Frage unwisely stepped outside to talk to the man, believing that he simply did not understand that he already had his extra condiments, and explained to him that he would not be getting more. Thus he learned an additional lesson: before you decide to stick to your guns, make sure the other guy doesn't actually have guns. This one did, and he shot Frage in the arm. "There was blood everywhere," Frage recalled. And, ironically, "he hadn't even checked the bag." The only thing worse than condiment violence is senseless condiment violence.

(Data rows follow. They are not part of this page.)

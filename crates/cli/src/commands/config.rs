use std::env;
use std::fs;
use std::path::{Path, PathBuf};

use efiling_core::config::{AppConfig, LoadOptions};
use secrecy::ExposeSecret;
use toml::Value;

pub fn run() -> String {
    let config = match AppConfig::load(LoadOptions::default()) {
        Ok(config) => config,
        Err(error) => return format!("config validation failed: {error}"),
    };

    let config_file_path = detect_config_path();
    let config_file_doc = load_config_file_doc(config_file_path.as_deref());
    let source = |key_path: &str, env_keys: &[&str]| {
        field_source(key_path, env_keys, config_file_doc.as_ref(), config_file_path.as_deref())
    };

    let mut lines = vec!["effective config (source precedence: env > file > default):".to_string()];

    lines.push(render_line(
        "database.url",
        &config.database.url,
        source("database.url", &["EFILING_DATABASE_URL"]),
    ));
    lines.push(render_line(
        "database.max_connections",
        &config.database.max_connections.to_string(),
        source("database.max_connections", &["EFILING_DATABASE_MAX_CONNECTIONS"]),
    ));
    lines.push(render_line(
        "database.timeout_secs",
        &config.database.timeout_secs.to_string(),
        source("database.timeout_secs", &["EFILING_DATABASE_TIMEOUT_SECS"]),
    ));

    lines.push(render_line(
        "routing.global_role_codes",
        &config.routing.global_roles().codes().join(","),
        source("routing.global_role_codes", &["EFILING_ROUTING_GLOBAL_ROLE_CODES"]),
    ));
    lines.push(render_line(
        "routing.default_sla_hours",
        &config.routing.default_sla_hours.to_string(),
        source("routing.default_sla_hours", &["EFILING_ROUTING_DEFAULT_SLA_HOURS"]),
    ));

    let service_tokens = config
        .auth
        .service_tokens
        .iter()
        .map(|entry| format!("{}=>user {}", redact_token(entry.token.expose_secret()), entry.user_id.0))
        .collect::<Vec<_>>();
    lines.push(render_line(
        "auth.service_tokens",
        &if service_tokens.is_empty() { "<unset>".to_string() } else { service_tokens.join(", ") },
        source("auth.service_tokens", &["EFILING_AUTH_SERVICE_TOKENS"]),
    ));

    lines.push(render_line(
        "logging.level",
        &config.logging.level,
        source("logging.level", &["EFILING_LOGGING_LEVEL", "EFILING_LOG_LEVEL"]),
    ));
    lines.push(render_line(
        "logging.format",
        config.logging.format.as_str(),
        source("logging.format", &["EFILING_LOGGING_FORMAT", "EFILING_LOG_FORMAT"]),
    ));

    lines.join("\n")
}

fn detect_config_path() -> Option<PathBuf> {
    let root = PathBuf::from("efiling.toml");
    if root.exists() {
        return Some(root);
    }

    let nested = PathBuf::from("config/efiling.toml");
    if nested.exists() {
        return Some(nested);
    }

    None
}

fn load_config_file_doc(path: Option<&Path>) -> Option<Value> {
    let path = path?;
    let raw = fs::read_to_string(path).ok()?;
    raw.parse::<Value>().ok()
}

fn field_source(
    key_path: &str,
    env_keys: &[&str],
    config_file_doc: Option<&Value>,
    config_file_path: Option<&Path>,
) -> String {
    if let Some(env_key) = env_keys.iter().find(|key| env::var_os(key).is_some()) {
        return format!("env ({env_key})");
    }

    if let Some(doc) = config_file_doc {
        if contains_path(doc, key_path) {
            let file_path = config_file_path
                .map(|path| path.display().to_string())
                .unwrap_or_else(|| "config file".to_string());
            return format!("file ({file_path})");
        }
    }

    "default".to_string()
}

fn contains_path(root: &Value, key_path: &str) -> bool {
    let mut current = root;
    for key in key_path.split('.') {
        let Some(next) = current.get(key) else {
            return false;
        };
        current = next;
    }
    true
}

fn render_line(key: &str, value: &str, source: String) -> String {
    format!("- {key} = {value} (source: {source})")
}

fn redact_token(token: &str) -> String {
    let trimmed = token.trim();
    if trimmed.is_empty() {
        return "<empty>".to_string();
    }

    match trimmed.char_indices().nth(4) {
        Some((cut, _)) => format!("{}***", &trimmed[..cut]),
        None => "<redacted>".to_string(),
    }
}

The debate is already raging over how to prevent further incidents like this one. Some believe that stricter laws are needed to keep guns out of our nation's drive-through lanes altogether. Others say that if guns are outlawed, only outlaws will have condiments, and argue that a better solution is to arm all Wendy's workers. Some instead blame society for its arbitrary rules and restrictive condiment policies, saying that they leave those whose chili-sauce needs are unfulfilled with little choice but violence. The Bush administration, of course, continues to oppose the distribution of condiments altogether, arguing that abstinence is the best policy.
Meanwhile, the shooter is still on the loose. He fled after the incident and has not yet been located. Frage's injuries were not life-threatening. Presumably, he will receive a medal or bonus of some kind from Wendy's, for risking his life and his $16,000 salary to defend the restaurant's condiment-limitation policies.